Das ist für mich der Schlüsselsatz:

der Hund hat Panik, hat keine Sicherheit von der HuHalterin, ist noch nicht an die hier normlaen Umweltreize gewöhnt, kennt aus Andalusien vielleicht nur die Straße.

BITTE keine Trainingsdisks, PET Flaschen oder sonstiges werfen - du jagst deinem Hund nur noch mehr Schrecken ein.

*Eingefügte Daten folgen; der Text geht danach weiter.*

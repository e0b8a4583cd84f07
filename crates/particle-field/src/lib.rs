//! Headless core of a decorative, pointer-reactive particle field.
//!
//! Particles drift down the viewport with a gentle sway, scatter away from the
//! pointer, and are linked by faint lines near it. Nothing here touches the DOM;
//! hosts supply a [`Surface`] to draw on and a [`ThemeSignal`] to read.

pub mod api;
pub mod core;
pub mod field;
pub mod input;
pub mod renderer;

// Re-export key types at crate root for convenience
pub use api::config::FieldConfig;
pub use api::render_loop::{CancelToken, LoopState, RenderLoop};
pub use api::simulator::Simulator;
pub use crate::core::debounce::ResizeDebouncer;
pub use crate::core::rng::Rng;
pub use field::{Field, Particle};
pub use input::pointer::PointerTracker;
pub use input::queue::{InputEvent, InputQueue};
pub use renderer::draw_list::{DrawCommand, DrawList};
pub use renderer::theme::{Theme, ThemeSignal};
pub use renderer::traits::{Rgba, Surface};
pub mod draw_list;
pub mod theme;
pub mod traits;

// Re-export key types for convenient access
pub use draw_list::{DrawCommand, DrawList};
pub use theme::{Theme, ThemeSignal};
pub use traits::{Rgba, Surface};
use std::cell::Cell;
use std::rc::Rc;

use crate::api::simulator::Simulator;
use crate::renderer::theme::ThemeSignal;
use crate::renderer::traits::Surface;

/// Revocable handle for a [`RenderLoop`]. Clones share one flag.
/// Single-threaded: the loop and its input handlers live on the same thread.
#[derive(Debug, Clone, Default)]
pub struct CancelToken {
    cancelled: Rc<Cell<bool>>,
}

impl CancelToken {
    pub fn new() -> Self {
        Self::default()
    }

    pub fn cancel(&self) {
        self.cancelled.set(true);
    }

    pub fn is_cancelled(&self) -> bool {
        self.cancelled.get()
    }
}

/// Whether the loop wants another frame.
#[derive(Debug, Clone, Copy, PartialEq, Eq)]
pub enum LoopState {
    Running,
    Cancelled,
}

/// Frame driver around a [`Simulator`]. The host's display-sync primitive
/// calls [`RenderLoop::frame`] once per refresh; each frame runs to completion.
pub struct RenderLoop {
    simulator: Simulator,
    token: CancelToken,
    frames: u64,
}

impl RenderLoop {
    pub fn new(simulator: Simulator) -> Self {
        Self {
            simulator,
            token: CancelToken::new(),
            frames: 0,
        }
    }

    /// A handle that stops the loop at the next frame boundary.
    pub fn cancel_token(&self) -> CancelToken {
        self.token.clone()
    }

    /// Run one full tick unless cancelled. A cancelled loop draws nothing.
    pub fn frame<S, T>(&mut self, surface: &mut S, theme: &T) -> LoopState
    where
        S: Surface + ?Sized,
        T: ThemeSignal + ?Sized,
    {
        if self.token.is_cancelled() {
            return LoopState::Cancelled;
        }
        self.simulator.tick(surface, theme);
        self.frames += 1;
        LoopState::Running
    }

    /// Drive frames until cancelled or until `wait_for_frame` reports that the
    /// host will not deliver another frame. `wait_for_frame` is the host's
    /// vsync wait and may also feed input into the simulator between frames.
    pub fn run<S, T, W>(&mut self, surface: &mut S, theme: &T, mut wait_for_frame: W)
    where
        S: Surface + ?Sized,
        T: ThemeSignal + ?Sized,
        W: FnMut(&mut Simulator) -> bool,
    {
        while wait_for_frame(&mut self.simulator) {
            if self.frame(surface, theme) == LoopState::Cancelled {
                break;
            }
        }
        log::info!("render loop stopped after {} frames", self.frames);
    }

    /// Frames rendered so far.
    pub fn frames(&self) -> u64 {
        self.frames
    }

    pub fn simulator(&self) -> &Simulator {
        &self.simulator
    }

    pub fn simulator_mut(&mut self) -> &mut Simulator {
        &mut self.simulator
    }
}
use glam::Vec2;

use super::queue::InputEvent;

/// The most recent mouse or touch location, if any, plus the radius
/// inside which it repels particles.
#[derive(Debug, Clone)]
pub struct PointerTracker {
    position: Option<Vec2>,
    radius: f32,
}

impl PointerTracker {
    pub fn new(radius: f32) -> Self {
        Self {
            position: None,
            radius,
        }
    }

    /// Overwrite the tracked point. No smoothing.
    pub fn set(&mut self, x: f32, y: f32) {
        self.position = Some(Vec2::new(x, y));
    }

    pub fn clear(&mut self) {
        self.position = None;
    }

    pub fn position(&self) -> Option<Vec2> {
        self.position
    }

    pub fn radius(&self) -> f32 {
        self.radius
    }

    /// Route a pointer or touch event. Returns false for events this tracker does not own.
    pub fn apply(&mut self, event: &InputEvent) -> bool {
        match *event {
            InputEvent::PointerMove { x, y } | InputEvent::TouchMove { x, y } => {
                self.set(x, y);
                true
            }
            InputEvent::PointerLeave | InputEvent::TouchEnd => {
                self.clear();
                true
            }
            InputEvent::Resize { .. } => false,
        }
    }
}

Das ansprühen mit Wasser... was soll das bei einem panischen Hund???

Stell dir vor, du hast Panik, bist völlig ausßer dir vor Angst, und dann schmeißt dir einer was schepperndes vor die Füße oder kippt Wasser über dich. Toll, gell?

So wirst du nie das Vertrauen deines Hundes gewinnen, du machst im ja nur noch mehr Streß als er schon hat.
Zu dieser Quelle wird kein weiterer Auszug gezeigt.